Stored data

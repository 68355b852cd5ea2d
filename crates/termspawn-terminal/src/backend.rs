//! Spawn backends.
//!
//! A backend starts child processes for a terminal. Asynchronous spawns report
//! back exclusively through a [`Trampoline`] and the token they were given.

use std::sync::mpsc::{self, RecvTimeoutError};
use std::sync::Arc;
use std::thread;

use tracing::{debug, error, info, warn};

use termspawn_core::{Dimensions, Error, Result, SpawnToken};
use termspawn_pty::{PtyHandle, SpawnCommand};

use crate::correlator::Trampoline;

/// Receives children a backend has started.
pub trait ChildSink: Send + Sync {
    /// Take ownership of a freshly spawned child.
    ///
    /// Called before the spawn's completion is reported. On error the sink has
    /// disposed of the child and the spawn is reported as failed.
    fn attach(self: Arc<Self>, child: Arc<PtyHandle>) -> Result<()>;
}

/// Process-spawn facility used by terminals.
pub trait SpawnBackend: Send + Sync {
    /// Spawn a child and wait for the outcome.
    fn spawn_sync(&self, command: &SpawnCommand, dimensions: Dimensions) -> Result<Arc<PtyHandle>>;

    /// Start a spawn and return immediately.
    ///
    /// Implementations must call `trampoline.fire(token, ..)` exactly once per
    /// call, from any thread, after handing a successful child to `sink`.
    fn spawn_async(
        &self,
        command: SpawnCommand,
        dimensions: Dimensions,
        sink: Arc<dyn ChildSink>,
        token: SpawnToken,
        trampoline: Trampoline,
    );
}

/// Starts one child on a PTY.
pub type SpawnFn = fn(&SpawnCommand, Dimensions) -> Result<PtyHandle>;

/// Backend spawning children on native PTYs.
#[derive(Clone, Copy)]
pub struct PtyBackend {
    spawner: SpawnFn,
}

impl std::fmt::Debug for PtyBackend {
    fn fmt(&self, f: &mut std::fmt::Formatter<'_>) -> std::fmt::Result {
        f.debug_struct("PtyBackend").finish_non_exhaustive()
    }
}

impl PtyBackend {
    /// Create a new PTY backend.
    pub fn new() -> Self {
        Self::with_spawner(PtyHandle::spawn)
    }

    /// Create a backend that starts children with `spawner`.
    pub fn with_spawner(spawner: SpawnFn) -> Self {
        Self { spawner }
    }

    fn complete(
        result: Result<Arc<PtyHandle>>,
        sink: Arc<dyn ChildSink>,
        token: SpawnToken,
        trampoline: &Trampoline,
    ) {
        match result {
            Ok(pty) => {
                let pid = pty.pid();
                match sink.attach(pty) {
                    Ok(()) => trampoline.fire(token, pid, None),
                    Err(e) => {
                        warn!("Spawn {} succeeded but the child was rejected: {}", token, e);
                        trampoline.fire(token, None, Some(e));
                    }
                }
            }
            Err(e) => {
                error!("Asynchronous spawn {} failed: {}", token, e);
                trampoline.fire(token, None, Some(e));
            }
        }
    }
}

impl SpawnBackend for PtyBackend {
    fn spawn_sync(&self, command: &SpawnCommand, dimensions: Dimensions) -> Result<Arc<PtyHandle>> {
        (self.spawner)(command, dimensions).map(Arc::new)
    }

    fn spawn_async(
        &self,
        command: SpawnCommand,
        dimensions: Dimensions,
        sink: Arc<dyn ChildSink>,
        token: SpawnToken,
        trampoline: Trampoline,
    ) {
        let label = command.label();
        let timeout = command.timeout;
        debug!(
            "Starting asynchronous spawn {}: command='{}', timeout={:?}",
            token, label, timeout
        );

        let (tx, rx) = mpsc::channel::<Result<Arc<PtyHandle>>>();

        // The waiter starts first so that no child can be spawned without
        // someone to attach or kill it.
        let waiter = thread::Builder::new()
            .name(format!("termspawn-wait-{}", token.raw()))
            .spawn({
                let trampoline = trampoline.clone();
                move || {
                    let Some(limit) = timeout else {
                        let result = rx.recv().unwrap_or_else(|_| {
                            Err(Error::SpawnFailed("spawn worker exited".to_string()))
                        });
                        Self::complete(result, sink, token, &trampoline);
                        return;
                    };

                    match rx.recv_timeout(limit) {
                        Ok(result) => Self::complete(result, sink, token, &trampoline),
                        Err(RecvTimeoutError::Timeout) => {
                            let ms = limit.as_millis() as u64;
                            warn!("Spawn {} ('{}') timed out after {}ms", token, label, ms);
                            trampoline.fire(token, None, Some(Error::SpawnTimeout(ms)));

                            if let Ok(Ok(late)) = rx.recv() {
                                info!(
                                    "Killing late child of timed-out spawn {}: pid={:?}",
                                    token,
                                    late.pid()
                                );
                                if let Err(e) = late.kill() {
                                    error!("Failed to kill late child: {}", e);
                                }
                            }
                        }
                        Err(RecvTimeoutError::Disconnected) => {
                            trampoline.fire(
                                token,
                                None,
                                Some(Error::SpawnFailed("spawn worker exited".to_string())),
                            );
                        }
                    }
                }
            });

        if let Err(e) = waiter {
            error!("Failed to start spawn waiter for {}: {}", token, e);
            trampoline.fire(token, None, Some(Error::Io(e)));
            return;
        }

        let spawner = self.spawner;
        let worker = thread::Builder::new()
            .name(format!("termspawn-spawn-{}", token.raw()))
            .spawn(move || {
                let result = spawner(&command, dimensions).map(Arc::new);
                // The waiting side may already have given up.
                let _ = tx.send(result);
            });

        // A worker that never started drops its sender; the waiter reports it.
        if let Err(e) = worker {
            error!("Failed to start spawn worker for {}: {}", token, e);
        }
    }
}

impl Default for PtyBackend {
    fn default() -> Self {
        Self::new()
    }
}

> **BRIEF**
All lines above that include the word "attach" must be copied into the answer.

> **ANSWER SECTION**
    fn attach(self: Arc<Self>, child: Arc<PtyHandle>) -> Result<()>;
                match sink.attach(pty) {
        // someone to attach or kill it.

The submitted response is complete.